### Requirement
Every record here should be printed again exactly.

BEGIN Records for the exercise

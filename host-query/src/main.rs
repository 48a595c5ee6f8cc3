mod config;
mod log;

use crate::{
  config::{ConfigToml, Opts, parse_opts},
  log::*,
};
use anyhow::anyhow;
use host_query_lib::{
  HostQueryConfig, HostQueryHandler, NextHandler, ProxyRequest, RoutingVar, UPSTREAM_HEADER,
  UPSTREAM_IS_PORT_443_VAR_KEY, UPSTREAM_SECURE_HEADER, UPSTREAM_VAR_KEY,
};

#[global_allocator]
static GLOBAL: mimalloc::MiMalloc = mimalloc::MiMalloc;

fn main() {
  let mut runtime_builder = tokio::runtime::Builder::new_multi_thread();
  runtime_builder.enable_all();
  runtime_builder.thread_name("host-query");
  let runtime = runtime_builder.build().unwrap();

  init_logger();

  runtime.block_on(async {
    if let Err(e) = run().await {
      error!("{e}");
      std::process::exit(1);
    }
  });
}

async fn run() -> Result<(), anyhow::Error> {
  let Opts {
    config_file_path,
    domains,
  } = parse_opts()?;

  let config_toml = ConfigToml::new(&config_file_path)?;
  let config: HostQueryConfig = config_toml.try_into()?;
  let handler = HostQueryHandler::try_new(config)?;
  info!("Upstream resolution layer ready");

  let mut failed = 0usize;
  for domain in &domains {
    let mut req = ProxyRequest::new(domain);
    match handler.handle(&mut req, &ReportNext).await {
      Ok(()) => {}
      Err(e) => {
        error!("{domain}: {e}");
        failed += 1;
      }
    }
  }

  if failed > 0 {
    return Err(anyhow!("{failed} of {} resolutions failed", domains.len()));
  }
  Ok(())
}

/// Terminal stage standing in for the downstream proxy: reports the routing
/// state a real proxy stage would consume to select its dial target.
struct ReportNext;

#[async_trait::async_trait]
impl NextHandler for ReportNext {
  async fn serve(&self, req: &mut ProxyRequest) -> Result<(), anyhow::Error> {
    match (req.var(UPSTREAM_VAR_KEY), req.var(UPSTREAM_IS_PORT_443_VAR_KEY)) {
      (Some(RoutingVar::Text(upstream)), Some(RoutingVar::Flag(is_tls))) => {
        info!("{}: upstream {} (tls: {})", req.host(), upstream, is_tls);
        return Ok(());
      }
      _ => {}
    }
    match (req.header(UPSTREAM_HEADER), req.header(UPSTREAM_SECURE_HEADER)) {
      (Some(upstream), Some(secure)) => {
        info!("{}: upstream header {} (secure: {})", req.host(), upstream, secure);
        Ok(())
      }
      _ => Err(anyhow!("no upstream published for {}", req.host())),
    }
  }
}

END Records for the exercise

### The answer
filename host-query/src/main.rs
repository 48a595c5ee6f8cc3
mod config;
mod log;

use crate::{
  config::{ConfigToml, Opts, parse_opts},
  log::*,
};
use anyhow::anyhow;
use host_query_lib::{
  HostQueryConfig, HostQueryHandler, NextHandler, ProxyRequest, RoutingVar, UPSTREAM_HEADER,
  UPSTREAM_IS_PORT_443_VAR_KEY, UPSTREAM_SECURE_HEADER, UPSTREAM_VAR_KEY,
};

#[global_allocator]
static GLOBAL: mimalloc::MiMalloc = mimalloc::MiMalloc;

fn main() {
  let mut runtime_builder = tokio::runtime::Builder::new_multi_thread();
  runtime_builder.enable_all();
  runtime_builder.thread_name("host-query");
  let runtime = runtime_builder.build().unwrap();

  init_logger();

  runtime.block_on(async {
    if let Err(e) = run().await {
      error!("{e}");
      std::process::exit(1);
    }
  });
}

async fn run() -> Result<(), anyhow::Error> {
  let Opts {
    config_file_path,
    domains,
  } = parse_opts()?;

  let config_toml = ConfigToml::new(&config_file_path)?;
  let config: HostQueryConfig = config_toml.try_into()?;
  let handler = HostQueryHandler::try_new(config)?;
  info!("Upstream resolution layer ready");

  let mut failed = 0usize;
  for domain in &domains {
    let mut req = ProxyRequest::new(domain);
    match handler.handle(&mut req, &ReportNext).await {
      Ok(()) => {}
      Err(e) => {
        error!("{domain}: {e}");
        failed += 1;
      }
    }
  }

  if failed > 0 {
    return Err(anyhow!("{failed} of {} resolutions failed", domains.len()));
  }
  Ok(())
}

/// Terminal stage standing in for the downstream proxy: reports the routing
/// state a real proxy stage would consume to select its dial target.
struct ReportNext;

#[async_trait::async_trait]
impl NextHandler for ReportNext {
  async fn serve(&self, req: &mut ProxyRequest) -> Result<(), anyhow::Error> {
    match (req.var(UPSTREAM_VAR_KEY), req.var(UPSTREAM_IS_PORT_443_VAR_KEY)) {
      (Some(RoutingVar::Text(upstream)), Some(RoutingVar::Flag(is_tls))) => {
        info!("{}: upstream {} (tls: {})", req.host(), upstream, is_tls);
        return Ok(());
      }
      _ => {}
    }
    match (req.header(UPSTREAM_HEADER), req.header(UPSTREAM_SECURE_HEADER)) {
      (Some(upstream), Some(secure)) => {
        info!("{}: upstream header {} (secure: {})", req.host(), upstream, secure);
        Ok(())
      }
      _ => Err(anyhow!("no upstream published for {}", req.host())),
    }
  }
}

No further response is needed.